‘It was twenty years ago today, that Sergeant Pepper taught the band to play’……. Time has a funny way of sneaking up on us, and I felt this recently when I was invited by The Auckland Maritime Museum to talk about the series of photos I took 10 years ago, Kupe Sites, for Te Papas ‘Voyagers’ Exhibition (Now on at the Maritime Museum).
After spending time working out what I was going to say at the presentation it occurred to me that the messages I personally got from the sites and the subsequent photos where just as relevant today as they were when I first took the photos.
Kupe Sites was originally part of the larger show ‘Voyagers’ an exhibition primarily about the first travellers to Aotearoa and also later travellers who were influenced or inspired by these legendary trips. Kupe a name synonymous with this country was of course the first or at least one of the first Polynesian navigators to make it here to Aotearoa. No mean feat when you consider that it is around 7000km to Rapanui and or Hawaii.
His name is associated with numerous sites around the country and stories of his adventures are interwoven into the landscape.

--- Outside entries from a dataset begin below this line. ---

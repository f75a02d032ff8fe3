//! Uniform annotation parser.
//!
//! A user-controllable uniform is a declaration followed, on the same line, by
//! a bracketed line comment of `key: value` pairs:
//!
//! ```glsl
//! uniform float u_sharpness;  // [min: 0, max: 3, default: 0, label: Sharpness]
//! ```
//!
//! Declarations without the trailing annotation are not part of the schema.
//! Parsing never fails: malformed pairs come through as non-numeric values and
//! are reported by [`crate::validate::validate_uniform`].

use std::sync::OnceLock;

use regex::Regex;
use serde::{Deserialize, Serialize};

use crate::validate;

/// One annotation value as written in the shader comment.
#[derive(Debug, Clone, PartialEq)]
pub enum RawValue {
    Number(f64),
    Bool(bool),
    Text(String),
    /// The pair had no `:` separator.
    Missing,
}

impl RawValue {
    fn parse(key: &str, value: Option<&str>) -> Self {
        let Some(v) = value else {
            return RawValue::Missing;
        };
        if key == "label" {
            return RawValue::Text(v.to_string());
        }
        match v {
            "true" => RawValue::Bool(true),
            "false" => RawValue::Bool(false),
            _ => match v.parse::<f64>() {
                Ok(n) if !v.is_empty() => RawValue::Number(n),
                _ => RawValue::Text(v.to_string()),
            },
        }
    }

    pub fn as_number(&self) -> Option<f64> {
        match self {
            RawValue::Number(n) => Some(*n),
            _ => None,
        }
    }
}

/// A uniform declaration plus its annotation, before validation.
#[derive(Debug, Clone, PartialEq)]
pub struct RawUniform {
    pub name: String,
    /// Declared GLSL type (`float`, `vec2`, ...), carried through untouched.
    pub ty: String,
    props: Vec<(String, RawValue)>,
}

impl RawUniform {
    pub fn get(&self, key: &str) -> Option<&RawValue> {
        self.props.iter().find(|(k, _)| k == key).map(|(_, v)| v)
    }

    pub fn props(&self) -> &[(String, RawValue)] {
        &self.props
    }

    fn insert(&mut self, key: String, value: RawValue) {
        match self.props.iter_mut().find(|(k, _)| *k == key) {
            Some(slot) => slot.1 = value,
            None => self.props.push((key, value)),
        }
    }
}

fn annotated_uniform_re() -> &'static Regex {
    static RE: OnceLock<Regex> = OnceLock::new();
    RE.get_or_init(|| {
        Regex::new(r"uniform\s+(\w+)\s+(\w+)\s*;[ \t]*//[ \t]*\[([^\]\n]*)\]")
            .expect("valid uniform annotation regex")
    })
}

/// Extract every annotated uniform from `src`, in declaration order.
///
/// A name declared twice keeps its first position and the last annotation.
pub fn parse_shader_uniforms(src: &str) -> Vec<RawUniform> {
    let mut out: Vec<RawUniform> = Vec::new();

    for cap in annotated_uniform_re().captures_iter(src) {
        let ty = cap[1].to_string();
        let name = cap[2].to_string();

        let mut raw = RawUniform {
            name: name.clone(),
            ty,
            props: Vec::new(),
        };
        for pair in cap[3].trim().split(',') {
            let (key, value) = match pair.split_once(':') {
                Some((k, v)) => (k.trim(), Some(v.trim())),
                None => (pair.trim(), None),
            };
            raw.insert(key.to_string(), RawValue::parse(key, value));
        }

        match out.iter_mut().find(|u| u.name == name) {
            Some(existing) => *existing = raw,
            None => out.push(raw),
        }
    }

    out
}

#[derive(Debug, Clone, Copy, PartialEq, Eq, Serialize, Deserialize)]
#[serde(rename_all = "lowercase")]
pub enum UniformType {
    Float,
}

/// A validated, float-typed shader control.
///
/// Invariants: `min < max` and `min <= default <= max`, all finite.
#[derive(Debug, Clone, PartialEq, Serialize, Deserialize)]
pub struct UniformSpec {
    pub name: String,
    #[serde(rename = "type")]
    pub ty: UniformType,
    pub min: f64,
    pub max: f64,
    pub default: f64,
    pub label: String,
}

impl UniformSpec {
    pub fn from_raw(raw: &RawUniform) -> Result<Self, Vec<String>> {
        let errors = validate::validate_uniform(raw);
        if !errors.is_empty() {
            return Err(errors);
        }

        let num = |k: &str| raw.get(k).and_then(RawValue::as_number).unwrap_or_default();
        let label = match raw.get("label") {
            Some(RawValue::Text(s)) if !s.is_empty() => s.clone(),
            _ => raw.name.clone(),
        };

        Ok(Self {
            name: raw.name.clone(),
            ty: UniformType::Float,
            min: num("min"),
            max: num("max"),
            default: num("default"),
            label,
        })
    }

    /// Re-check a spec that did not come from [`UniformSpec::from_raw`],
    /// e.g. one deserialized from a page command. Same messages as the
    /// annotation validator.
    pub fn problems(&self) -> Vec<String> {
        if ![self.min, self.max, self.default].iter().all(|v| v.is_finite()) {
            return vec!["Values must be numbers".to_string()];
        }
        let mut errors = Vec::new();
        if self.max <= self.min {
            errors.push("Max must be greater than min".to_string());
        }
        if self.default < self.min || self.default > self.max {
            errors.push("Default value must be within min/max range".to_string());
        }
        errors
    }

    /// Never panics, even on an inverted range.
    pub fn clamp(&self, value: f64) -> f64 {
        value.max(self.min).min(self.max)
    }
}

/// The controllable schema of one fragment shader source.
#[derive(Debug, Clone, Default, PartialEq)]
pub struct UniformSchema {
    /// Valid uniforms, in declaration order.
    pub uniforms: Vec<UniformSpec>,
    /// Uniforms whose annotation failed validation, with their errors.
    pub rejected: Vec<(String, Vec<String>)>,
}

impl UniformSchema {
    pub fn from_source(fragment: &str) -> Self {
        let mut schema = Self::default();
        for raw in parse_shader_uniforms(fragment) {
            match UniformSpec::from_raw(&raw) {
                Ok(spec) => schema.uniforms.push(spec),
                Err(errors) => schema.rejected.push((raw.name.clone(), errors)),
            }
        }
        schema
    }

    pub fn is_valid(&self) -> bool {
        self.rejected.is_empty()
    }

    pub fn get(&self, name: &str) -> Option<&UniformSpec> {
        self.uniforms.iter().find(|u| u.name == name)
    }
}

The trip itself comprised myself, Michael Hall, video and photographs, Karl Johnston, Interpretation and Te Ikanui Kapa, Kaumatua .
Four key areas where chosen to focus on, The Far North including Hokianga, Wairarapa, Wellington and the Upper South Island (Wairau and French Pass).
As the trip unfolded it became apparent that the significance of these sites was as much about the sites being landmarks that helped a culture reliant on oral histories to pass on information useful for navigation.
So in the case of French Pass or Te Kawau a Toru what better way to describe a place that looks like tentacles reaching out into the ocean than by likening it to a giant wheke (octopus).
Kupe killed the Giant Wheke at the entrance to Tory channel after chasing it from the Islands where it had been stealing food.
The sites also helped me to realise another important thing, that in the case of Aotearoa the absence of really old historic sites means the whenua or land is the only visible imprint of what’s been before, I would go a step further and say that the land is our most direct link with our ancestors and that from a photographic perspective can be approached the same way a good portrait photographer approaches his or her subject, sympathetic lighting and then wait for the subject to reveal their true self.
Ultimately people like Kupe are a touchstone, they remind us of where we come from and what we are connected too, in our case we are connected both physically and spiritually to the Land and to the Pacific.
The Kermadec trench and its series of volcanoes, both above and below the water, stretches all the way from Tonga, through White Island finally coming to rest on the volcanic plateau near Taupo giving us a very direct physical connection to the islands of the pacific.
Spiritually the Pacific is where the souls of those who leave Aotearoa via Cape Reinga come to rest.
‘You know what the Mexicans say about the Pacific?’
‘They say it has no memory. That’s where I want to live the rest of my life. A warm place with no memory’.